Our Specialist grabbed this photo on our way from São Paulo up to Belém. Indeed! A new day, a new part of the country. Today, we are in the Amazon in the state of Pará, just 2909 km (1808 miles) from our last destination.


Sunday, July 29, 2018

Post #34: Ibirapuera Park

Today, we took time to stroll in São Paulo's largest park as it was teaming with locals out for a stroll, bike ride, or a meeting with friends. Tropical plants overtaking the pathways and leading us from one corner to the other, we found peace in the middle of the metropolis.






A free library in the middle of the park




Saturday, July 28, 2018

Post #33: Volunteachers


This is a quasi work post. Today, we went to a public school in São Paulo with our Specialist to work with volunteachers. These volunteers come from all walks of life and have one thing in common: they have learned English and want to give back. On Saturdays, these professionals don blue shirts and teach classes of students from the community who want to learn English. We sponsored a training and found such energetic, awesome energy among the teachers that must be passed along tot their students. Take a look, below, and learn more, here.





Friday, July 27, 2018

Post #31: Not So Scary

Brazil has had it rough in the press. During my Portuguese classes in Washington, we talked incessantly about the military intervention in Rio, Lavo Jato, favelas, protests to release Lula from jail, the truckers' strike that shut down the country in May, and general problems with the economy, disparity, and crime.
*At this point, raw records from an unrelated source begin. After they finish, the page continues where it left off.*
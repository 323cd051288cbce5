//! Error types for the output pipeline
use std::io;
use thiserror::Error;

/// Output pipeline errors
#[derive(Error, Debug)]
pub enum OutputError {
    /// Device absent or already claimed
    #[error("Hardware unavailable: {path}: {reason}")]
    HardwareUnavailable { path: String, reason: String },

    /// A line setup step failed after the handle was obtained
    #[error("Configuration failed on {path} ({step}): {reason}")]
    ConfigurationFailure {
        path: String,
        step: &'static str,
        reason: String,
    },

    /// A single read or write failed during steady-state operation
    #[error("Transient I/O error on {path}: {reason}")]
    TransientIo { path: String, reason: String },

    /// The device went away while in use
    #[error("Device disconnected: {path}: {reason}")]
    Disconnected { path: String, reason: String },

    /// Handle release failed
    #[error("Close failed on {path}: {reason}")]
    CloseFailure { path: String, reason: String },

    /// Operation not offered by this transport
    #[error("Operation not supported by {0} transport")]
    Unsupported(&'static str),

    /// Invalid parameter value
    #[error("Invalid parameter: {0}")]
    InvalidParameter(String),

    /// I/O error
    #[error("IO error: {0}")]
    Io(#[from] io::Error),

    /// Patch or configuration error
    #[error(transparent)]
    Core(#[from] dmxflow_core::CoreError),
}

impl OutputError {
    /// Classify an I/O failure on an open device
    pub fn from_io(path: &str, err: io::Error) -> Self {
        if is_disconnect(&err) {
            Self::Disconnected {
                path: path.to_string(),
                reason: err.to_string(),
            }
        } else {
            Self::TransientIo {
                path: path.to_string(),
                reason: err.to_string(),
            }
        }
    }

    /// Open failed before a handle existed
    pub fn unavailable(path: &str, reason: impl std::fmt::Display) -> Self {
        Self::HardwareUnavailable {
            path: path.to_string(),
            reason: reason.to_string(),
        }
    }

    /// Whether the device is gone rather than momentarily failing
    pub fn is_disconnect(&self) -> bool {
        matches!(self, Self::Disconnected { .. })
    }
}

fn is_disconnect(err: &io::Error) -> bool {
    is_missing_device(err)
        || matches!(
            err.kind(),
            io::ErrorKind::NotFound
                | io::ErrorKind::BrokenPipe
                | io::ErrorKind::NotConnected
                | io::ErrorKind::ConnectionAborted
        )
}

#[cfg(unix)]
fn is_missing_device(err: &io::Error) -> bool {
    matches!(err.raw_os_error(), Some(libc::ENODEV) | Some(libc::ENXIO))
}

#[cfg(not(unix))]
fn is_missing_device(_err: &io::Error) -> bool {
    false
}

/// Result type for output operations
pub type Result<T> = std::result::Result<T, OutputError>;

#[cfg(test)]
mod tests {
    use super::*;

    #[test]
    fn test_error_display() {
        let err = OutputError::ConfigurationFailure {
            path: "/dev/ttyUSB0".to_string(),
            step: "set stop bits",
            reason: "boom".to_string(),
        };
        assert_eq!(
            err.to_string(),
            "Configuration failed on /dev/ttyUSB0 (set stop bits): boom"
        );
    }

    #[test]
    fn test_io_classification() {
        let gone = OutputError::from_io("x", io::Error::new(io::ErrorKind::NotFound, "unplugged"));
        assert!(gone.is_disconnect());

        let slow = OutputError::from_io("x", io::Error::new(io::ErrorKind::TimedOut, "slow"));
        assert!(matches!(slow, OutputError::TransientIo { .. }));
        assert!(!slow.is_disconnect());
    }
}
Carefully mulling these topics gives one the impression that Brazil is a country in which it is almost too dangerous to leave your home, especially in big cities like Rio and São Paulo. The image is compounded by urban legend and the stories of teachers, classmates, and colleagues who have been mugged or know someone who has been the victim of a crime.

After my latest security briefing and rereading the State Department travel website, I packed carefully and did not wear a single piece of jewelry on my trip. Not even my plain, gold wedding band. I packed a fake wallet and took care to pull out my extra id and debit card from the purse I carry every day. When getting in taxis, I was sure to put my laptop in the trunk and not open my cellphone in the car.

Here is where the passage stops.